[[ Data for this task open ]]
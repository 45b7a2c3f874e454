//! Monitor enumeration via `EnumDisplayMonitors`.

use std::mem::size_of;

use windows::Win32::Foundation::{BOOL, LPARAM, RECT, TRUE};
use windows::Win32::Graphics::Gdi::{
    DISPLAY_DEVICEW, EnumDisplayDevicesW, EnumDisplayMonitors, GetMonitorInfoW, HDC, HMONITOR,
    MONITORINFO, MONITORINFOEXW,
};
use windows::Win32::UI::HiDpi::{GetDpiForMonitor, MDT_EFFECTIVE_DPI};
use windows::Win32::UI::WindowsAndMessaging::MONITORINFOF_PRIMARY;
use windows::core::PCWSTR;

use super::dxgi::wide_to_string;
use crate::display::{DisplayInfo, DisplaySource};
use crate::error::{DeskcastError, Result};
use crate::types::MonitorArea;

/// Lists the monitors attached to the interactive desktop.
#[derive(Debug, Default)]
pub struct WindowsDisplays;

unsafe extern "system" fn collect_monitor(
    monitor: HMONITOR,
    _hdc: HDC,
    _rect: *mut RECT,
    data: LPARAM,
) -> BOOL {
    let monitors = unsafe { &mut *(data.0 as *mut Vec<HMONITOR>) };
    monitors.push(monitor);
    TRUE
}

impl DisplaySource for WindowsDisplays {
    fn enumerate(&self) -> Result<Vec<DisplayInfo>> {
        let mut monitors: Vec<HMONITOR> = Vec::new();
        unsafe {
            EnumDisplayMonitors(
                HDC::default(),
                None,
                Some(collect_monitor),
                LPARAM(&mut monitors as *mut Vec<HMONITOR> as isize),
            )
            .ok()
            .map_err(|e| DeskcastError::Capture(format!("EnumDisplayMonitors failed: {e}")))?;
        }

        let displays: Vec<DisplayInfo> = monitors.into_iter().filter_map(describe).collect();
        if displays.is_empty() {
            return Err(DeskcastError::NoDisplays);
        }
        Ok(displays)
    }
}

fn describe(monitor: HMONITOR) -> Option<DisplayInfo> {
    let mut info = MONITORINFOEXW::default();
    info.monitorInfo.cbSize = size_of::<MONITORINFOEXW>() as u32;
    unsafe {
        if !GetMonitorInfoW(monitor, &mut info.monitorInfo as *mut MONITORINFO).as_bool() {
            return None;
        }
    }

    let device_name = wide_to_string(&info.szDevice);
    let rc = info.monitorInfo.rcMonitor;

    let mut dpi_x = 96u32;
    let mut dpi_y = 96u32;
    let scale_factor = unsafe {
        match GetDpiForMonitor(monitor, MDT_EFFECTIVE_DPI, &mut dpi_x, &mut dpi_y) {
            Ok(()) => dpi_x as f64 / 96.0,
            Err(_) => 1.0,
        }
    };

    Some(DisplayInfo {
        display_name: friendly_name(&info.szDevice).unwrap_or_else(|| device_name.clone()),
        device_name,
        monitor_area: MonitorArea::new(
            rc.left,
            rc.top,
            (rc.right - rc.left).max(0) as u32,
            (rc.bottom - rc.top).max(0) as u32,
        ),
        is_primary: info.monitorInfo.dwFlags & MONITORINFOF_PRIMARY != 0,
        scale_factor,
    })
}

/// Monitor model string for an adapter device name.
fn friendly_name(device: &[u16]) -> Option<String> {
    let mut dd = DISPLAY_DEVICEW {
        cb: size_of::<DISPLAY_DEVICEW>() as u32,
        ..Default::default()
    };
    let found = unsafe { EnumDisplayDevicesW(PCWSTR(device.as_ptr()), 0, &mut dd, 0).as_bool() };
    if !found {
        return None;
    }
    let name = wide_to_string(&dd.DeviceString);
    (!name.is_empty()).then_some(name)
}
[[ Data for this task closed ]]
• [Your objective]
Above are the records; report each line in them that includes the word "Result".

• [Expected answer]
use crate::error::{DeskcastError, Result};
    fn enumerate(&self) -> Result<Vec<DisplayInfo>> {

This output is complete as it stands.